NovoBliss Research provides pharmaceutical testing solutions designed to ensure uncompromising safety, quality, and regulatory compliance. Operating to the highest global standards, including CDSCO, US FDA, and EMA | COLIPA guidelines, our approach integrates scientific precision with rigorous quality systems to support reliable product development. Through validated methodologies, advanced technologies, and collaborative expertise, we generate robust data that strengthens regulatory submissions, enhances product credibility, and builds global trust.

  • PK Endpoints Studies

    Design and conduct studies to assess the absorption, distribution, metabolism, and excretion of compounds, providing critical data for dose optimization and regulatory submissions.
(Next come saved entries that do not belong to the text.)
use serde::{Deserialize, Serialize};

/// Stable identifier of a sound, e.g. `rain_strong_1`.
#[derive(Debug, Clone, PartialEq, Eq, Hash, PartialOrd, Ord, Serialize, Deserialize)]
#[serde(transparent)]
pub struct SoundId(pub String);

impl SoundId {
    pub fn new(id: impl Into<String>) -> Self {
        Self(id.into())
    }

    pub fn as_str(&self) -> &str {
        &self.0
    }
}

impl From<&str> for SoundId {
    fn from(s: &str) -> Self {
        Self(s.to_string())
    }
}

impl std::fmt::Display for SoundId {
    fn fmt(&self, f: &mut std::fmt::Formatter<'_>) -> std::fmt::Result {
        write!(f, "{}", self.0)
    }
}

/// Row id of a playlist, assigned by the database on insert.
#[derive(Debug, Clone, Copy, PartialEq, Eq, Hash, PartialOrd, Ord, Serialize, Deserialize)]
#[serde(transparent)]
pub struct PlaylistId(pub i64);

impl std::fmt::Display for PlaylistId {
    fn fmt(&self, f: &mut std::fmt::Formatter<'_>) -> std::fmt::Result {
        write!(f, "{}", self.0)
    }
}

/// A named audio asset reference.
#[derive(Debug, Clone, PartialEq, Eq, Serialize, Deserialize)]
pub struct Sound {
    pub id: SoundId,
    pub name: String,
    /// Locator of the audio file; never interpreted here.
    pub file_path: String,
    pub is_favorite: bool,
}

impl Sound {
    pub fn new(id: impl Into<String>, name: impl Into<String>, file_path: impl Into<String>) -> Self {
        Self {
            id: SoundId(id.into()),
            name: name.into(),
            file_path: file_path.into(),
            is_favorite: false,
        }
    }
}

/// A named, ordered collection of sound references.
#[derive(Debug, Clone, PartialEq, Eq, Serialize, Deserialize)]
pub struct Playlist {
    pub id: PlaylistId,
    pub name: String,
    /// Member sounds in insertion order. Ids may dangle.
    pub sound_ids: Vec<SoundId>,
    pub is_favorite: bool,
}

/// Encode a sound id list for the `playlists.sound_ids` column.
pub fn encode_sound_ids(ids: &[SoundId]) -> Result<String, serde_json::Error> {
    serde_json::to_string(ids)
}

/// Decode the `playlists.sound_ids` column.
pub fn decode_sound_ids(json: &str) -> Result<Vec<SoundId>, serde_json::Error> {
    serde_json::from_str(json)
}

/// Names must contain something other than whitespace.
pub fn is_blank(name: &str) -> bool {
    name.trim().is_empty()
}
  • Bioavailability Studies

    Evaluate the rate and extent of absorption of the active pharmaceutical ingredient (API) into systemic circulation, serving as a critical tool in formulation development, dosage form optimization, and regulatory approval.

    • Assessment:

    • AUC (Area Under the Curve)

    • Cmax (Maximum Concentration)

    • Tmax (Time to Reach Cmax)

    • Kel (Elimination Rate Constant)

    • Relative Bioavailability (%)

    • t½ (Elimination Half-life)

  • Phase – I to IV

    Manage and execute clinical trials across all phases, from first-in-human studies to post-marketing surveillance, ensuring adherence to regulatory standards and scientific integrity.

  • Post Marketing Observational | RWE Studies

    Collect and analyze real-world data to assess product performance, safety, and patient outcomes in diverse populations, supporting long-term product strategies.
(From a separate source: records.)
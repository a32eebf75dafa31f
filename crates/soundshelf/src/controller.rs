//! Keeps a materialized row list in step with its sources.
//!
//! A driver task watches the playlist snapshot, the expansion map and the
//! sound snapshot. Every change starts a new recomputation tagged with a
//! generation number. Results come back over a channel, and only the one
//! matching the newest generation is published; anything older is dropped on
//! arrival. Recomputations live in a task set owned by the driver, so
//! stopping the driver cancels them.

use std::sync::Arc;

use shelfdb::{Playlist, Snapshot, Sound, StoreError};
use tokio::sync::{mpsc, watch};
use tokio::task::{JoinHandle, JoinSet};
use tracing::{debug, warn};

use crate::expansion::ExpansionMap;
use crate::materializer::{materialize, MaterializeMode, SoundResolver};
use crate::row::DisplayRow;

/// Where the controller is in its cycle.
#[derive(Debug, Clone, Copy, PartialEq, Eq)]
pub enum ControllerState {
    /// Holding the last published rows.
    Idle,
    /// A recomputation for `generation` is outstanding.
    Recomputing { generation: u64 },
}

/// A published row list and the generation that produced it.
///
/// Generation 0 is the empty list present before the first result.
#[derive(Debug, Clone, Default)]
pub struct Published {
    pub generation: u64,
    pub rows: Arc<Vec<DisplayRow>>,
}

type Outcome = (u64, Result<Vec<DisplayRow>, StoreError>);

/// Handle to a running controller. Dropping it stops the driver.
pub struct ListController {
    output: watch::Receiver<Published>,
    state: watch::Receiver<ControllerState>,
    driver: JoinHandle<()>,
}

impl ListController {
    /// Start the driver task on the current runtime.
    pub fn spawn(
        playlists: watch::Receiver<Snapshot<Playlist>>,
        expansion: watch::Receiver<ExpansionMap>,
        sounds: watch::Receiver<Snapshot<Sound>>,
        resolver: Arc<dyn SoundResolver>,
        mode: MaterializeMode,
    ) -> Self {
        let (output_tx, output) = watch::channel(Published::default());
        let (state_tx, state) = watch::channel(ControllerState::Idle);

        let driver = Driver {
            playlists,
            expansion,
            sounds,
            resolver,
            mode,
            output: output_tx,
            state: state_tx,
            generation: 0,
            tasks: JoinSet::new(),
        };
        let driver = tokio::spawn(driver.run());

        Self {
            output,
            state,
            driver,
        }
    }

    /// Latest published rows.
    pub fn current(&self) -> Published {
        self.output.borrow().clone()
    }

    pub fn subscribe(&self) -> watch::Receiver<Published> {
        self.output.clone()
    }

    pub fn state(&self) -> ControllerState {
        *self.state.borrow()
    }

    pub fn subscribe_state(&self) -> watch::Receiver<ControllerState> {
        self.state.clone()
    }
}

impl Drop for ListController {
    fn drop(&mut self) {
        self.driver.abort();
    }
}

struct Driver {
    playlists: watch::Receiver<Snapshot<Playlist>>,
    expansion: watch::Receiver<ExpansionMap>,
    sounds: watch::Receiver<Snapshot<Sound>>,
    resolver: Arc<dyn SoundResolver>,
    mode: MaterializeMode,
    output: watch::Sender<Published>,
    state: watch::Sender<ControllerState>,
    generation: u64,
    tasks: JoinSet<()>,
}

impl Driver {
    async fn run(mut self) {
        let (tx, mut results) = mpsc::unbounded_channel::<Outcome>();

        self.trigger(&tx, "initial");

        loop {
            tokio::select! {
                changed = self.playlists.changed() => {
                    if changed.is_err() {
                        break;
                    }
                    self.trigger(&tx, "playlists");
                }
                changed = self.expansion.changed() => {
                    if changed.is_err() {
                        break;
                    }
                    self.trigger(&tx, "expansion");
                }
                changed = self.sounds.changed() => {
                    if changed.is_err() {
                        break;
                    }
                    self.trigger(&tx, "sounds");
                }
                Some((generation, result)) = results.recv() => {
                    self.complete(generation, result);
                }
                Some(joined) = self.tasks.join_next() => {
                    if let Err(e) = joined {
                        if e.is_panic() {
                            warn!(mode = ?self.mode, "recomputation task panicked");
                        }
                    }
                }
            }
        }

        debug!(mode = ?self.mode, "list controller source closed, stopping");
    }

    /// Start a recomputation against the latest value of every source.
    fn trigger(&mut self, tx: &mpsc::UnboundedSender<Outcome>, cause: &'static str) {
        self.generation += 1;
        let generation = self.generation;
        self.state
            .send_replace(ControllerState::Recomputing { generation });

        let playlists = self.playlists.borrow_and_update().clone();
        let expansion = self.expansion.borrow_and_update().clone();
        self.sounds.borrow_and_update();

        debug!(generation, cause, mode = ?self.mode, "recomputing rows");

        let resolver = Arc::clone(&self.resolver);
        let mode = self.mode;
        let reporter = Reporter {
            generation,
            tx: Some(tx.clone()),
        };
        self.tasks.spawn(async move {
            let result = materialize(&playlists, &expansion, resolver.as_ref(), mode).await;
            reporter.send(result);
        });
    }

    fn complete(&mut self, generation: u64, result: Result<Vec<DisplayRow>, StoreError>) {
        if generation != self.generation {
            debug!(
                generation,
                latest = self.generation,
                "discarding superseded rows"
            );
            return;
        }

        match result {
            Ok(rows) => {
                debug!(generation, rows = rows.len(), "publishing rows");
                self.output.send_replace(Published {
                    generation,
                    rows: Arc::new(rows),
                });
            }
            Err(e) => {
                warn!(generation, error = %e, "recomputation failed, keeping previous rows");
            }
        }
        self.state.send_replace(ControllerState::Idle);
    }
}

/// Delivers exactly one outcome per recomputation. If the task unwinds before
/// sending, the driver still hears about it as a failure.
struct Reporter {
    generation: u64,
    tx: Option<mpsc::UnboundedSender<Outcome>>,
}

impl Reporter {
    fn send(mut self, result: Result<Vec<DisplayRow>, StoreError>) {
        if let Some(tx) = self.tx.take() {
            // The driver may already be gone.
            let _ = tx.send((self.generation, result));
        }
    }
}

impl Drop for Reporter {
    fn drop(&mut self) {
        if let Some(tx) = self.tx.take() {
            let err = StoreError::Task("recomputation ended without a result".to_string());
            let _ = tx.send((self.generation, Err(err)));
        }
    }
}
  • Investigator Initiated Studies | Trials

    Support investigator-led research initiatives, providing expertise in study design, regulatory compliance, and data analysis to advance scientific knowledge.
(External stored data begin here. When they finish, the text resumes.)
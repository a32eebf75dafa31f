//! SQLite tables for sounds and playlists.
//!
//! Everything here is synchronous; the async stores in [`crate::store`] run
//! these calls on tokio's blocking pool.

use std::path::{Path, PathBuf};
use std::sync::Mutex;

use rusqlite::types::Type;
use rusqlite::{params, params_from_iter, Connection, OpenFlags, OptionalExtension, Row, TransactionBehavior};

use crate::error::{Result, StoreError};
use crate::types::*;

const SCHEMA: &str = r#"
CREATE TABLE IF NOT EXISTS sounds (
    id TEXT PRIMARY KEY,
    name TEXT NOT NULL,
    file_path TEXT NOT NULL,
    is_favorite INTEGER NOT NULL DEFAULT 0
);
CREATE INDEX IF NOT EXISTS idx_sounds_name ON sounds(name);

CREATE TABLE IF NOT EXISTS playlists (
    id INTEGER PRIMARY KEY AUTOINCREMENT,
    name TEXT NOT NULL,
    sound_ids TEXT NOT NULL DEFAULT '[]',
    is_favorite INTEGER NOT NULL DEFAULT 0
);
CREATE INDEX IF NOT EXISTS idx_playlists_name ON playlists(name);
"#;

/// Bound parameters per `IN (...)` query, below SQLite's variable limit.
const MAX_IN_PARAMS: usize = 500;

const SOUND_COLUMNS: &str = "id, name, file_path, is_favorite";
const PLAYLIST_COLUMNS: &str = "id, name, sound_ids, is_favorite";

/// Database wrapper with connection-per-call pattern.
pub struct Database {
    path: PathBuf,
    /// In-memory databases keep one connection, since every new
    /// `:memory:` connection is a fresh, empty database.
    memory_conn: Option<Mutex<Connection>>,
}

impl Database {
    /// Open database at path, creating it and its parent directory if necessary.
    pub fn open(path: impl AsRef<Path>) -> Result<Self> {
        let path = path.as_ref().to_path_buf();

        if let Some(parent) = path.parent() {
            if !parent.as_os_str().is_empty() {
                std::fs::create_dir_all(parent)?;
            }
        }

        let db = Self {
            path,
            memory_conn: None,
        };
        db.with_conn(|conn| {
            conn.execute_batch(SCHEMA)?;
            Ok(())
        })?;
        tracing::debug!(path = %db.path.display(), "library database opened");
        Ok(db)
    }

    /// Open an in-memory database (for tests).
    pub fn open_memory() -> Result<Self> {
        let conn = Connection::open_in_memory()?;
        conn.execute_batch(SCHEMA)?;

        Ok(Self {
            path: PathBuf::from(":memory:"),
            memory_conn: Some(Mutex::new(conn)),
        })
    }

    pub fn path(&self) -> &Path {
        &self.path
    }

    fn connect(&self) -> Result<Connection> {
        let conn = Connection::open_with_flags(
            &self.path,
            OpenFlags::SQLITE_OPEN_READ_WRITE
                | OpenFlags::SQLITE_OPEN_CREATE
                | OpenFlags::SQLITE_OPEN_NO_MUTEX,
        )?;
        conn.execute_batch(
            "
            PRAGMA journal_mode = WAL;
            PRAGMA synchronous = NORMAL;
            PRAGMA busy_timeout = 5000;
        ",
        )?;
        Ok(conn)
    }

    pub(crate) fn with_conn<F, T>(&self, f: F) -> Result<T>
    where
        F: FnOnce(&mut Connection) -> Result<T>,
    {
        if let Some(ref mutex) = self.memory_conn {
            let mut conn = mutex.lock().unwrap_or_else(|poisoned| poisoned.into_inner());
            f(&mut conn)
        } else {
            let mut conn = self.connect()?;
            f(&mut conn)
        }
    }

    // --- Sounds ---

    /// Insert a sound. Returns false if a sound with that id already existed.
    pub fn insert_sound(&self, sound: &Sound) -> Result<bool> {
        self.with_conn(|conn| {
            let rows = conn.execute(
                "INSERT OR IGNORE INTO sounds (id, name, file_path, is_favorite) VALUES (?1, ?2, ?3, ?4)",
                params![sound.id.as_str(), sound.name, sound.file_path, sound.is_favorite],
            )?;
            Ok(rows > 0)
        })
    }

    /// All sounds, name ascending.
    pub fn list_sounds(&self) -> Result<Vec<Sound>> {
        self.query_sounds(&format!("SELECT {SOUND_COLUMNS} FROM sounds ORDER BY name ASC, id ASC"))
    }

    /// Favorited sounds, name ascending.
    pub fn favorite_sounds(&self) -> Result<Vec<Sound>> {
        self.query_sounds(&format!(
            "SELECT {SOUND_COLUMNS} FROM sounds WHERE is_favorite = 1 ORDER BY name ASC, id ASC"
        ))
    }

    fn query_sounds(&self, sql: &str) -> Result<Vec<Sound>> {
        self.with_conn(|conn| {
            let mut stmt = conn.prepare(sql)?;
            let rows = stmt.query_map([], sound_from_row)?;
            rows.collect::<Result<Vec<_>, _>>().map_err(Into::into)
        })
    }

    /// Look up sounds by id.
    ///
    /// The result follows the order of `ids`. Ids without a row are omitted
    /// and repeated ids resolve once.
    pub fn sounds_by_ids(&self, ids: &[SoundId]) -> Result<Vec<Sound>> {
        if ids.is_empty() {
            return Ok(Vec::new());
        }

        let mut found = std::collections::HashMap::with_capacity(ids.len());
        self.with_conn(|conn| {
            for chunk in ids.chunks(MAX_IN_PARAMS) {
                let placeholders = vec!["?"; chunk.len()].join(", ");
                let sql = format!("SELECT {SOUND_COLUMNS} FROM sounds WHERE id IN ({placeholders})");
                let mut stmt = conn.prepare(&sql)?;
                let rows = stmt.query_map(params_from_iter(chunk.iter().map(|id| id.as_str())), sound_from_row)?;
                for row in rows {
                    let sound = row?;
                    found.insert(sound.id.clone(), sound);
                }
            }
            Ok(())
        })?;

        Ok(ids.iter().filter_map(|id| found.remove(id)).collect())
    }

    /// Set a sound's favorite flag. Returns false if no such sound exists.
    pub fn set_sound_favorite(&self, id: &SoundId, is_favorite: bool) -> Result<bool> {
        self.with_conn(|conn| {
            let rows = conn.execute(
                "UPDATE sounds SET is_favorite = ?1 WHERE id = ?2",
                params![is_favorite, id.as_str()],
            )?;
            Ok(rows > 0)
        })
    }

    /// Flip a sound's favorite flag in one statement. Returns the new value,
    /// or `None` if no such sound exists.
    pub fn toggle_sound_favorite(&self, id: &SoundId) -> Result<Option<bool>> {
        self.with_conn(|conn| {
            conn.query_row(
                "UPDATE sounds SET is_favorite = NOT is_favorite WHERE id = ?1 RETURNING is_favorite",
                [id.as_str()],
                |row| row.get(0),
            )
            .optional()
            .map_err(Into::into)
        })
    }

    pub fn count_sounds(&self) -> Result<usize> {
        self.with_conn(|conn| {
            let count: i64 = conn.query_row("SELECT COUNT(*) FROM sounds", [], |row| row.get(0))?;
            Ok(count as usize)
        })
    }

    // --- Playlists ---

    /// Create an empty playlist.
    pub fn insert_playlist(&self, name: &str) -> Result<Playlist> {
        self.insert_playlist_with_sounds(name, &[])
    }

    /// Create a playlist with initial members (duplicates dropped).
    pub fn insert_playlist_with_sounds(&self, name: &str, sound_ids: &[SoundId]) -> Result<Playlist> {
        if is_blank(name) {
            return Err(StoreError::Validation("playlist name must not be blank".to_string()));
        }
        let mut members: Vec<SoundId> = Vec::with_capacity(sound_ids.len());
        append_missing(&mut members, sound_ids);
        let encoded = encode_sound_ids(&members)?;

        self.with_conn(|conn| {
            conn.execute(
                "INSERT INTO playlists (name, sound_ids) VALUES (?1, ?2)",
                params![name, encoded],
            )?;
            Ok(Playlist {
                id: PlaylistId(conn.last_insert_rowid()),
                name: name.to_string(),
                sound_ids: members,
                is_favorite: false,
            })
        })
    }

    pub fn get_playlist(&self, id: PlaylistId) -> Result<Option<Playlist>> {
        self.with_conn(|conn| {
            conn.query_row(
                &format!("SELECT {PLAYLIST_COLUMNS} FROM playlists WHERE id = ?1"),
                [id.0],
                playlist_from_row,
            )
            .optional()
            .map_err(Into::into)
        })
    }

    /// All playlists, name ascending.
    pub fn list_playlists(&self) -> Result<Vec<Playlist>> {
        self.query_playlists(&format!(
            "SELECT {PLAYLIST_COLUMNS} FROM playlists ORDER BY name ASC, id ASC"
        ))
    }

    /// Favorited playlists, name ascending.
    pub fn favorite_playlists(&self) -> Result<Vec<Playlist>> {
        self.query_playlists(&format!(
            "SELECT {PLAYLIST_COLUMNS} FROM playlists WHERE is_favorite = 1 ORDER BY name ASC, id ASC"
        ))
    }

    fn query_playlists(&self, sql: &str) -> Result<Vec<Playlist>> {
        self.with_conn(|conn| {
            let mut stmt = conn.prepare(sql)?;
            let rows = stmt.query_map([], playlist_from_row)?;
            rows.collect::<Result<Vec<_>, _>>().map_err(Into::into)
        })
    }

    pub fn count_playlists(&self) -> Result<usize> {
        self.with_conn(|conn| {
            let count: i64 = conn.query_row("SELECT COUNT(*) FROM playlists", [], |row| row.get(0))?;
            Ok(count as usize)
        })
    }

    /// Delete a playlist. Returns false if it did not exist.
    pub fn delete_playlist(&self, id: PlaylistId) -> Result<bool> {
        self.with_conn(|conn| {
            let rows = conn.execute("DELETE FROM playlists WHERE id = ?1", [id.0])?;
            Ok(rows > 0)
        })
    }

    pub fn rename_playlist(&self, id: PlaylistId, new_name: &str) -> Result<()> {
        if is_blank(new_name) {
            return Err(StoreError::Validation("playlist name must not be blank".to_string()));
        }
        self.with_conn(|conn| {
            let rows = conn.execute(
                "UPDATE playlists SET name = ?1 WHERE id = ?2",
                params![new_name, id.0],
            )?;
            if rows == 0 {
                return Err(StoreError::NotFound(id));
            }
            Ok(())
        })
    }

    pub fn set_playlist_favorite(&self, id: PlaylistId, is_favorite: bool) -> Result<()> {
        self.with_conn(|conn| {
            let rows = conn.execute(
                "UPDATE playlists SET is_favorite = ?1 WHERE id = ?2",
                params![is_favorite, id.0],
            )?;
            if rows == 0 {
                return Err(StoreError::NotFound(id));
            }
            Ok(())
        })
    }

    /// Flip a playlist's favorite flag in one statement. Returns the new value.
    pub fn toggle_playlist_favorite(&self, id: PlaylistId) -> Result<bool> {
        self.with_conn(|conn| {
            conn.query_row(
                "UPDATE playlists SET is_favorite = NOT is_favorite WHERE id = ?1 RETURNING is_favorite",
                [id.0],
                |row| row.get(0),
            )
            .optional()?
            .ok_or(StoreError::NotFound(id))
        })
    }

    /// Append the ids not yet in the playlist, keeping existing order.
    ///
    /// One read-modify-write inside an IMMEDIATE transaction. Returns whether
    /// the stored list changed.
    pub fn add_sounds_to_playlist(&self, id: PlaylistId, sound_ids: &[SoundId]) -> Result<bool> {
        if sound_ids.is_empty() {
            return Ok(false);
        }
        self.modify_sound_ids(id, |members| append_missing(members, sound_ids))
    }

    /// Remove one sound from the playlist. Returns whether it was present.
    pub fn remove_sound_from_playlist(&self, id: PlaylistId, sound_id: &SoundId) -> Result<bool> {
        self.modify_sound_ids(id, |members| {
            let before = members.len();
            members.retain(|member| member != sound_id);
            members.len() != before
        })
    }

    fn modify_sound_ids<F>(&self, id: PlaylistId, modify: F) -> Result<bool>
    where
        F: FnOnce(&mut Vec<SoundId>) -> bool,
    {
        self.with_conn(|conn| {
            let tx = conn.transaction_with_behavior(TransactionBehavior::Immediate)?;

            let raw: Option<String> = tx
                .query_row("SELECT sound_ids FROM playlists WHERE id = ?1", [id.0], |row| row.get(0))
                .optional()?;
            let Some(raw) = raw else {
                return Err(StoreError::NotFound(id));
            };

            let mut members = decode_sound_ids(&raw)?;
            if !modify(&mut members) {
                return Ok(false);
            }

            tx.execute(
                "UPDATE playlists SET sound_ids = ?1 WHERE id = ?2",
                params![encode_sound_ids(&members)?, id.0],
            )?;
            tx.commit()?;
            Ok(true)
        })
    }
}

/// Push each id of `additions` that `members` lacks. Returns whether anything was added.
fn append_missing(members: &mut Vec<SoundId>, additions: &[SoundId]) -> bool {
    let mut changed = false;
    for id in additions {
        if !members.contains(id) {
            members.push(id.clone());
            changed = true;
        }
    }
    changed
}

fn sound_from_row(row: &Row<'_>) -> rusqlite::Result<Sound> {
    Ok(Sound {
        id: SoundId(row.get(0)?),
        name: row.get(1)?,
        file_path: row.get(2)?,
        is_favorite: row.get(3)?,
    })
}

fn playlist_from_row(row: &Row<'_>) -> rusqlite::Result<Playlist> {
    let raw: String = row.get(2)?;
    let sound_ids = decode_sound_ids(&raw)
        .map_err(|e| rusqlite::Error::FromSqlConversionFailure(2, Type::Text, Box::new(e)))?;
    Ok(Playlist {
        id: PlaylistId(row.get(0)?),
        name: row.get(1)?,
        sound_ids,
        is_favorite: row.get(3)?,
    })
}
  • Clinical Trial Management

    Offer end-to-end management of clinical trials, including protocol development, site selection, monitoring, data management, and regulatory reporting, ensuring efficient and compliant study execution.

  • Remote Monitoring

    Implement technology-driven solutions to facilitate remote patient monitoring and decentralized clinical trial operations, enhancing efficiency and patient-centricity.